Range to reproduce from the entries below: the line with "self.columns.first().map_or(0, Column::len)", the line with "column is missing.", and every line in between. Give them exactly and give nothing else.
Segment Start: Task material
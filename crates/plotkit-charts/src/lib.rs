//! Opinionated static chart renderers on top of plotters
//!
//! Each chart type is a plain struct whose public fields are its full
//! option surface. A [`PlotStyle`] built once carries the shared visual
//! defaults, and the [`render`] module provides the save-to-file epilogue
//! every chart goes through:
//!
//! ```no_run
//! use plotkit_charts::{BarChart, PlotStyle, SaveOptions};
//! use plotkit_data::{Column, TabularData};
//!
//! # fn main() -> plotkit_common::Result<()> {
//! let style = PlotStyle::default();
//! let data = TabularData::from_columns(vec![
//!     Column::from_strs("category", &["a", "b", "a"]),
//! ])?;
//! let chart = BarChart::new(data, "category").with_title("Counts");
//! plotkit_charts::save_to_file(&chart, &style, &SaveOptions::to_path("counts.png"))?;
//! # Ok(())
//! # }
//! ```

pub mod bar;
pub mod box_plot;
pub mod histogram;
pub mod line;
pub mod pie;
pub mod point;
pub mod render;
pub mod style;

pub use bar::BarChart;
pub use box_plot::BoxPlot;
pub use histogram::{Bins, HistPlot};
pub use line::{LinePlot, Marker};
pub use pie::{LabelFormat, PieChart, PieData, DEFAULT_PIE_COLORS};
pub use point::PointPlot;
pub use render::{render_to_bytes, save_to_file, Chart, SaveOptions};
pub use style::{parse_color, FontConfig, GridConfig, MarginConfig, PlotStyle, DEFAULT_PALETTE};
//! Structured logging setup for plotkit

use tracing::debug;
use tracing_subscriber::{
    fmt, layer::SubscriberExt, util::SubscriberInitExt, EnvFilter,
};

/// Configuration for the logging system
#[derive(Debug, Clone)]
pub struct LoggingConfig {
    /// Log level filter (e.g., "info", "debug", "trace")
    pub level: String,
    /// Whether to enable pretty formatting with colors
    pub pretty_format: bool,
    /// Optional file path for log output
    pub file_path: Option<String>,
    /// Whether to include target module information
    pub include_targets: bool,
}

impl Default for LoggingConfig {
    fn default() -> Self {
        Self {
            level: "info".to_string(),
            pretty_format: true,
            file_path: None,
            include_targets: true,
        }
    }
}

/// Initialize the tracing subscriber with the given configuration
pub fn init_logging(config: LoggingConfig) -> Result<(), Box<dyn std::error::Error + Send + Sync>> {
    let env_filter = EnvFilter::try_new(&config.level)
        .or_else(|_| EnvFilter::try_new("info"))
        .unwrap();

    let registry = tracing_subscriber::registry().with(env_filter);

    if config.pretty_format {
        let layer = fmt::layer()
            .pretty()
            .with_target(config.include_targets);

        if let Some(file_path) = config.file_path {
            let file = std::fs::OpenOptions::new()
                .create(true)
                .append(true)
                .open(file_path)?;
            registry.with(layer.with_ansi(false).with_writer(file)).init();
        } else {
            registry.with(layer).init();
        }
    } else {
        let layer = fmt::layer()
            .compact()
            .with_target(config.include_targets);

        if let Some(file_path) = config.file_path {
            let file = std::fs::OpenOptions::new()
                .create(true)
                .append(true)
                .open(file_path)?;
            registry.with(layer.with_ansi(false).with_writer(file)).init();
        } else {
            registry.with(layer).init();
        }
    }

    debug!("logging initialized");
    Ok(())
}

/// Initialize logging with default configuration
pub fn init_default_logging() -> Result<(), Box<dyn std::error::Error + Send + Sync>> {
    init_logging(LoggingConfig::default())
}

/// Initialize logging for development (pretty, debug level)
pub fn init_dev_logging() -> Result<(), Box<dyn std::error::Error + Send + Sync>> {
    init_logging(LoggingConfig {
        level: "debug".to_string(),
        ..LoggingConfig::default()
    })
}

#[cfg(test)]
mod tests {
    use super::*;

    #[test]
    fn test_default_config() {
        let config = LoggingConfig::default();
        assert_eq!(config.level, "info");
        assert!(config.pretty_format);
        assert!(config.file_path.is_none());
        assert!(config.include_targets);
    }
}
Segment End: Task material
Segment Start: Task material
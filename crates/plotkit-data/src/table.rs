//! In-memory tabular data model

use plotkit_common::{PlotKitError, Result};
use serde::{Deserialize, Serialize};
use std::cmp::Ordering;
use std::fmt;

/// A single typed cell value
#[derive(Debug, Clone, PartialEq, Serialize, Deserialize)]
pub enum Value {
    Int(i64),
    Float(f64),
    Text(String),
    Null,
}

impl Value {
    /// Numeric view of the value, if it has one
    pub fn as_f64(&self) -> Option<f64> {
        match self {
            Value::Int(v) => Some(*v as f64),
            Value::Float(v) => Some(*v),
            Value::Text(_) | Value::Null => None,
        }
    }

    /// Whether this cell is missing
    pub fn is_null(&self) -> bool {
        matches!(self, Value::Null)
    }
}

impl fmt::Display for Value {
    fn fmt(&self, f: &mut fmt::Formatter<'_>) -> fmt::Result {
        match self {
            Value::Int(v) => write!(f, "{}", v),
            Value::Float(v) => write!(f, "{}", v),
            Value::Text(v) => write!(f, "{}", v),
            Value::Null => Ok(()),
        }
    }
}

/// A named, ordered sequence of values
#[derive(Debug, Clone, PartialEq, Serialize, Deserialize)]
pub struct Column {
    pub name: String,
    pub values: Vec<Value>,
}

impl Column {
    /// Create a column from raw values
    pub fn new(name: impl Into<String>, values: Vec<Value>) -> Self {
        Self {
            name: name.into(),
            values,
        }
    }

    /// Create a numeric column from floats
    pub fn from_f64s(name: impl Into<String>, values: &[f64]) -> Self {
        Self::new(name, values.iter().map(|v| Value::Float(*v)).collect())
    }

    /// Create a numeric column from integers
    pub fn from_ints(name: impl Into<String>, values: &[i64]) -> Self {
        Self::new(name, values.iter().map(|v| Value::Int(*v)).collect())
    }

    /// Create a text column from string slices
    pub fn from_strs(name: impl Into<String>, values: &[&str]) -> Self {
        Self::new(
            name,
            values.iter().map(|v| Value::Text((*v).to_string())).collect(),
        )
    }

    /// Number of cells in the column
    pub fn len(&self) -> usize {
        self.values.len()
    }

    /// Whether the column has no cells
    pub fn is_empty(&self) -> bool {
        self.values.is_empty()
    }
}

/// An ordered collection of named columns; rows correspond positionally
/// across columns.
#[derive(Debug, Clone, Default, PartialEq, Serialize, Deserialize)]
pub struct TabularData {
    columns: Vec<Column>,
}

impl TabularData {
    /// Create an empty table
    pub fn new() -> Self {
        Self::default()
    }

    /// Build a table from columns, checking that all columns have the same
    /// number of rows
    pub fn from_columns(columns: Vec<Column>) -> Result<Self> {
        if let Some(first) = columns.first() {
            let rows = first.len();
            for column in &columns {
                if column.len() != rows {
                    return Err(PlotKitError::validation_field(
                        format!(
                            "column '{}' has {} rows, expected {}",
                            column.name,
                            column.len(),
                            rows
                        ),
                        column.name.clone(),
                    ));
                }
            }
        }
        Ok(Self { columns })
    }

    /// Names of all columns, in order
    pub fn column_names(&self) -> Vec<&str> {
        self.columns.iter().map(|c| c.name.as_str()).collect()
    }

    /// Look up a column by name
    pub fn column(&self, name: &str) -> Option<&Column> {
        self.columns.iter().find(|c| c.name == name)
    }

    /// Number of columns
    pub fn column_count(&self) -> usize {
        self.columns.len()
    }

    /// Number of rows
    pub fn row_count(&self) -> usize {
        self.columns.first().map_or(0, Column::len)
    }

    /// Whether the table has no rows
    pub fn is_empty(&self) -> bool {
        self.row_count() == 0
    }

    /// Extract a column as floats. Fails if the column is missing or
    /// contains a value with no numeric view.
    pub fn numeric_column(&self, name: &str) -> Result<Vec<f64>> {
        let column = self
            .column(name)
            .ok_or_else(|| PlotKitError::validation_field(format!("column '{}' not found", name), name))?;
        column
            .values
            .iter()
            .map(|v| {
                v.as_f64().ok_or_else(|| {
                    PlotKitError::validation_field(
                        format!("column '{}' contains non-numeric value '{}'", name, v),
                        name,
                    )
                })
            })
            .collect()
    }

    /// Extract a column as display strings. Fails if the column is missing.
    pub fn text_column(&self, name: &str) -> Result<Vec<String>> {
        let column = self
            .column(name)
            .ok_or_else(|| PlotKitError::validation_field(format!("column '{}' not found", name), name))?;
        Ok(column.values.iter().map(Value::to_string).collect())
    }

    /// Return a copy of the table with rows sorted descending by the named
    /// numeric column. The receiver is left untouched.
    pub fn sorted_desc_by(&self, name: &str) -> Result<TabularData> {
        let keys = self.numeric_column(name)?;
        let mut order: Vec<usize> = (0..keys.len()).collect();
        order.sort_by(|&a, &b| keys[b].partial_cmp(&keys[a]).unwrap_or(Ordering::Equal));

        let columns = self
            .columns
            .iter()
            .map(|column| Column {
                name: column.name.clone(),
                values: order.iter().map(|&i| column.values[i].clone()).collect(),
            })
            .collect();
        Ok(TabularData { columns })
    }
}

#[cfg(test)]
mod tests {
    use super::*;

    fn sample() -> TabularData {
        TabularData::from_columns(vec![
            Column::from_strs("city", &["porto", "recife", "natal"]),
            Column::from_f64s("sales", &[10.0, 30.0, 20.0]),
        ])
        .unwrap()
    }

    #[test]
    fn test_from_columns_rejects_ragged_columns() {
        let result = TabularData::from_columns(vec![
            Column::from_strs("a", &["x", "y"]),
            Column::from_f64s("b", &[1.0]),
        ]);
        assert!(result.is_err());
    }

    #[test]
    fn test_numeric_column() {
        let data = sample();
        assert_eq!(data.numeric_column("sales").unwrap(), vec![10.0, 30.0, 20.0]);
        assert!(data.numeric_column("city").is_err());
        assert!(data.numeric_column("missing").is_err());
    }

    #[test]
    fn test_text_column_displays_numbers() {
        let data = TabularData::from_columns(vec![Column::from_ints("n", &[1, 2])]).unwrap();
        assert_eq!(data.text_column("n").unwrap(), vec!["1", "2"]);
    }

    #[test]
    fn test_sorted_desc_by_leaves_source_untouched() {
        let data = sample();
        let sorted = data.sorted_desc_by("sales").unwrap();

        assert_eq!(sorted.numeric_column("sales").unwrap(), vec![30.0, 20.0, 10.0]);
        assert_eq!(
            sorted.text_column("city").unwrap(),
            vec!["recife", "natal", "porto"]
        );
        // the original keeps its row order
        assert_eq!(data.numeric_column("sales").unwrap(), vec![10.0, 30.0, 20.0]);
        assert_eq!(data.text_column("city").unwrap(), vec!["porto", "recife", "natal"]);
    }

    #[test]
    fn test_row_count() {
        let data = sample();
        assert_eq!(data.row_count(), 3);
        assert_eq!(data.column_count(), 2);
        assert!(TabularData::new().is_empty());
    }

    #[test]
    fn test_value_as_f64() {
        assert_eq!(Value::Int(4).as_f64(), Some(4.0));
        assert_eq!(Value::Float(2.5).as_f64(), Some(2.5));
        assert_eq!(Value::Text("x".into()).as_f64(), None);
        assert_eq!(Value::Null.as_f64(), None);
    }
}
Segment End: Task material
--- Exercise solution ---
        self.columns.first().map_or(0, Column::len)
    }

    /// Whether the table has no rows
    pub fn is_empty(&self) -> bool {
        self.row_count() == 0
    }

    /// Extract a column as floats. Fails if the column is missing or
    /// contains a value with no numeric view.
    pub fn numeric_column(&self, name: &str) -> Result<Vec<f64>> {
        let column = self
            .column(name)
            .ok_or_else(|| PlotKitError::validation_field(format!("column '{}' not found", name), name))?;
        column
            .values
            .iter()
            .map(|v| {
                v.as_f64().ok_or_else(|| {
                    PlotKitError::validation_field(
                        format!("column '{}' contains non-numeric value '{}'", name, v),
                        name,
                    )
                })
            })
            .collect()
    }

    /// Extract a column as display strings. Fails if the column is missing.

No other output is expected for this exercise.